I guess I have the gist of painting but I don't seem to be able to pull it off.  I usually practice on parchment paper and it looks good but on a cookie it is butttttt uglyyyyy.  lol

I hate my brushes and thought to purchase others.  Thanks for Your tip/s on what to buy/use.  I've become aware that I tend to go for a short hair brush but don't like the length of the handles on any of my brushes.   I'll have to look (again) to see if there are any shorter length brushes.  Some of the hairs on my brushes are splayed out/separated.  I think each were over $5.00 (US currency).  Perhaps I didn't buy the right type or they were overly priced/marked-up.

I don't have any Sugarflair products.  Do you only use Sugarflair?

Did you buy your brushes from  art supplies or from a nail salon or a hardware store? 

I've tried a free-hand brush embroidery rose that I saw on Nadia Bakery (youtube)...  Mine didn't look as good as hers but I somewhat achieved the design.  Perhaps I had too small a cookie, or I just couldn't achieve it.  lol  I posted a pic of it on here though.  lol

 

As like you, I was excited to see that you are a contributor!

Ditto to all comments.  

Love your tutorial. 

 

 

Originally Posted by Laegwen:
Originally Posted by Dolce Sentire:
Originally Posted by Laegwen:

Awesome tutorial, especially as I decided to improve my painting skills just a few days ago

But I was wondering about the consistency you mention, pastelike.
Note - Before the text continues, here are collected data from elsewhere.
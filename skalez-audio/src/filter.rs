// skalez -- a live scale and chord finder for MIDI keyboards
// Copyright (C) 2021  Fabian Thorand
//
// This program is free software: you can redistribute it and/or modify
// it under the terms of the GNU Affero General Public License as published by
// the Free Software Foundation, either version 3 of the License, or
// (at your option) any later version.
//
// This program is distributed in the hope that it will be useful,
// but WITHOUT ANY WARRANTY; without even the implied warranty of
// MERCHANTABILITY or FITNESS FOR A PARTICULAR PURPOSE.  See the
// GNU Affero General Public License for more details.
//
// You should have received a copy of the GNU Affero General Public License
// along with this program.  If not, see <https://www.gnu.org/licenses/>.

//! Per-voice tone shaping.

/// The kinds of filter a voice can be sent through.
#[derive(Debug, Clone, Copy, PartialEq)]
pub enum BiquadType {
    /// The identity filter that lets the signal pass unchanged.
    Allpass,
    /// Lowpass filter with the given cutoff frequency and Q factor (controls resonance)
    Lowpass { cutoff: f64, q: f64 },
}

impl BiquadType {
    /// A lowpass without resonance peak.
    pub fn butterworth_lowpass(cutoff: f64) -> Self {
        BiquadType::Lowpass {
            cutoff,
            q: std::f64::consts::FRAC_1_SQRT_2,
        }
    }

    pub fn to_coefficients(&self, sample_rate: f64) -> BiquadCoefficients {
        match self {
            BiquadType::Allpass => BiquadCoefficients::allpass(),
            BiquadType::Lowpass { cutoff, q } => {
                BiquadCoefficients::lowpass(sample_rate, *cutoff, *q)
            }
        }
    }
}

/// Filter coefficients for a biquadratic filter,
/// based on https://www.w3.org/2011/audio/audio-eq-cookbook.html.
#[derive(Debug, Clone, PartialEq)]
pub struct BiquadCoefficients {
    pub b0: f64,
    pub b1: f64,
    pub b2: f64,
    pub a1: f64,
    pub a2: f64,
}

impl BiquadCoefficients {
    pub fn allpass() -> Self {
        Self {
            b0: 1.0,
            b1: 0.0,
            b2: 0.0,
            a1: 0.0,
            a2: 0.0,
        }
    }

    /// Lowpass filter with the given cutoff frequency and Q factor.
    /// Cutoffs at or above Nyquist are clamped just below it.
    pub fn lowpass(sample_rate: f64, cutoff: f64, q: f64) -> Self {
        let cutoff = cutoff.min(sample_rate * 0.499).max(1.0);
        let omega0 = 2.0 * std::f64::consts::PI * cutoff / sample_rate;
        let (sin_omega, cos_omega) = omega0.sin_cos();
        let alpha = sin_omega / (2.0 * q);
        let a0_inv = 1.0 / (1.0 + alpha);
        let b1 = a0_inv * (1.0 - cos_omega);
        Self {
            b0: b1 / 2.0,
            b1,
            b2: b1 / 2.0,
            a1: a0_inv * (-2.0 * cos_omega),
            a2: a0_inv * (1.0 - alpha),
        }
    }
}

/// Delay line of a biquad filter. The coefficients are passed on every step
/// so that all voices can share one set.
#[derive(Debug, Clone, Default)]
pub struct Biquad {
    x1: f64,
    x2: f64,
    y1: f64,
    y2: f64,
}

impl Biquad {
    pub fn new() -> Self {
        Self::default()
    }

    /// Feed the next value through the filter using the given coefficients.
    pub fn step(&mut self, c: &BiquadCoefficients, input: f64) -> f64 {
        let output =
            c.b0 * input + c.b1 * self.x1 + c.b2 * self.x2 - c.a1 * self.y1 - c.a2 * self.y2;
        self.x2 = self.x1;
        self.x1 = input;
        self.y2 = self.y1;
        self.y1 = output;
        output
    }
}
I find that if I don't make the gel colors absolutely fluid, e.g. like water, they never completely dry but remain tacky forever. Which means that I cannot wrap them... Any ideas what I am doing wrong?

Thanks Laegwen! ))
Yes, gel or paste colors usually remain soooo tacky, especially white but keep in mind that we can't make them very fluid, because moisture "hurts" the royal icing layer. That's why I usually mix them with a little amount of white powder before adding vodka. Just to get this pastelike consistency

 

Thanks for your reply! Now, that sounds like a useful tip, can't wait to try it. I guess any kind of powder will do the trick, right? As I have powder colors galore, or does it need to be white?

You're welcome! ) Yes, sure! you can use any kind of powder...white or a similar tone

Originally Posted by Adriana Lora:

AiXa como siempre... Fabulosa!! Te sigo en Dolce Sentiré y aprendo de ti mucho. Soy tu fan!! 
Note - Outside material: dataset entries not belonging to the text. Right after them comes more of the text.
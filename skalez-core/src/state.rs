// skalez -- a live scale and chord finder for MIDI keyboards
// Copyright (C) 2021  Fabian Thorand
//
// This program is free software: you can redistribute it and/or modify
// it under the terms of the GNU Affero General Public License as published by
// the Free Software Foundation, either version 3 of the License, or
// (at your option) any later version.
//
// This program is distributed in the hope that it will be useful,
// but WITHOUT ANY WARRANTY; without even the implied warranty of
// MERCHANTABILITY or FITNESS FOR A PARTICULAR PURPOSE.  See the
// GNU Affero General Public License for more details.
//
// You should have received a copy of the GNU Affero General Public License
// along with this program.  If not, see <https://www.gnu.org/licenses/>.

//! Immutable snapshots of which notes are held and which were held since the last clear.
//!
//! Updates never modify a snapshot in place, they return the next one.

use crate::note::{PitchClass, PitchSet};

/// Press state of each of the twelve pitch classes.
///
/// All octaves of a pitch class share one slot, and the latest event wins:
/// releasing one C while another C is still held clears the slot.
#[derive(Copy, Clone, Debug, Default, Eq, PartialEq)]
pub struct NoteState {
    pressed: [bool; 12],
}

impl NoteState {
    pub fn new() -> Self {
        Self::default()
    }

    /// The state after a press or release of `pitch`.
    pub fn with(self, pitch: PitchClass, pressed: bool) -> NoteState {
        let mut next = self;
        next.pressed[pitch.index()] = pressed;
        next
    }

    pub fn is_pressed(&self, pitch: PitchClass) -> bool {
        self.pressed[pitch.index()]
    }

    /// The pressed pitch classes from C to B.
    pub fn pressed(&self) -> impl Iterator<Item = PitchClass> + '_ {
        PitchClass::ALL
            .iter()
            .copied()
            .filter(move |pitch| self.is_pressed(*pitch))
    }

    pub fn pitch_set(&self) -> PitchSet {
        self.pressed().collect()
    }

    /// Every pitch class together with its press state, from C to B.
    pub fn entries(&self) -> impl Iterator<Item = (PitchClass, bool)> + '_ {
        PitchClass::ALL
            .iter()
            .map(move |pitch| (*pitch, self.is_pressed(*pitch)))
    }

    pub fn is_empty(&self) -> bool {
        !self.pressed.iter().any(|pressed| *pressed)
    }
}

/// The pitch classes pressed since the last clear, in the order they were first pressed.
#[derive(Clone, Debug, Default, Eq, PartialEq)]
pub struct NoteHistory {
    /// First-press order, no duplicates.
    order: Vec<PitchClass>,
}

impl NoteHistory {
    pub fn new() -> Self {
        Self::default()
    }

    /// The history after `pitch` was pressed.
    /// Returns `None` when the pitch class was already recorded and nothing changes.
    pub fn with(&self, pitch: PitchClass) -> Option<NoteHistory> {
        if self.contains(pitch) {
            return None;
        }
        let mut order = Vec::with_capacity(self.order.len() + 1);
        order.extend_from_slice(&self.order);
        order.push(pitch);
        Some(NoteHistory { order })
    }

    pub fn contains(&self, pitch: PitchClass) -> bool {
        self.order.contains(&pitch)
    }

    /// Recorded pitch classes in the order they were first pressed.
    pub fn in_press_order(&self) -> &[PitchClass] {
        &self.order
    }

    /// Recorded pitch classes from C to B, the order used for display.
    pub fn sorted(&self) -> Vec<PitchClass> {
        self.pitch_set().iter().collect()
    }

    pub fn pitch_set(&self) -> PitchSet {
        self.order.iter().copied().collect()
    }

    pub fn len(&self) -> usize {
        self.order.len()
    }

    pub fn is_empty(&self) -> bool {
        self.order.is_empty()
    }
}

#[cfg(test)]
mod test {
    use super::*;

    #[test]
    fn updates_leave_the_old_snapshot_alone() {
        let before = NoteState::new();
        let after = before.with(PitchClass::E, true);
        assert!(before.is_empty());
        assert!(after.is_pressed(PitchClass::E));
        assert_eq!(after.with(PitchClass::E, false), before);
    }

    #[test]
    fn pressed_in_pitch_class_order() {
        let state = NoteState::new()
            .with(PitchClass::G, true)
            .with(PitchClass::C, true)
            .with(PitchClass::E, true);
        assert_eq!(
            state.pressed().collect::<Vec<_>>(),
            vec![PitchClass::C, PitchClass::E, PitchClass::G]
        );
        assert_eq!(state.entries().filter(|(_, pressed)| *pressed).count(), 3);
        assert_eq!(state.entries().count(), 12);
    }

    #[test]
    fn octaves_share_a_slot() {
        // C4 and C5 pressed, C5 released: the slot is cleared although C4 is still down.
        let state = NoteState::new()
            .with(PitchClass::C, true)
            .with(PitchClass::C, true)
            .with(PitchClass::C, false);
        assert!(!state.is_pressed(PitchClass::C));
    }

    #[test]
    fn history_records_first_presses_only() {
        let history = NoteHistory::new();
        let history = history.with(PitchClass::G).unwrap();
        let history = history.with(PitchClass::C).unwrap();
        assert_eq!(history.with(PitchClass::G), None);
        assert_eq!(history.in_press_order(), &[PitchClass::G, PitchClass::C]);
        assert_eq!(history.sorted(), vec![PitchClass::C, PitchClass::G]);
        assert_eq!(history.len(), 2);
    }
}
Adriana! preciosa! gracias por pasarte por aqui, me emociona verte! muchas gracias!!!! un besote! <3

Originally Posted by Debbie_G:

I just found this tutorial, it is a beautiful rose, but I was wondering, can I paint like this on Frankenfrosting instead of Royal Icing.

 

Thanks

Hi Debbie! Thanks! I don't know what Frankenfrosting exactly, can you explain it to me? Whatever, if it dries rock-hard I think it could be a good option to paint, why not?

Originally Posted by Dolce Sentire:
Originally Posted by Debbie_G:

I just found this tutorial, it is a beautiful rose, but I was wondering, can I paint like this on Frankenfrosting instead of Royal Icing.

 

Thanks

Hi Debbie! Thanks! I don't know what Frankenfrosting exactly, can you explain it to me? Whatever, if it dries rock-hard I think it could be a good option to paint, why not?

I believe she's referring to a mixture of royal icing and glaze (aka confectioners' icing), though I'm not sure in what proportions.

Dolce Sentire posted:
Originally Posted by Debbie_G:

I just found this tutorial, it is a beautiful rose, but I was wondering, can I paint like this on Frankenfrosting instead of Royal Icing.

 

Thanks

Hi Debbie! Thanks! I don't know what Frankenfrosting exactly, can you explain it to me? Whatever, if it dries rock-hard I think it could be a good option to paint, why not?

http://www.sweethopecookies.co...t-cookie-icing-ever/  

This is a link that explains Frankenfrosting, my guys love it.  It is softer and easier to eat.  It also tastes much better.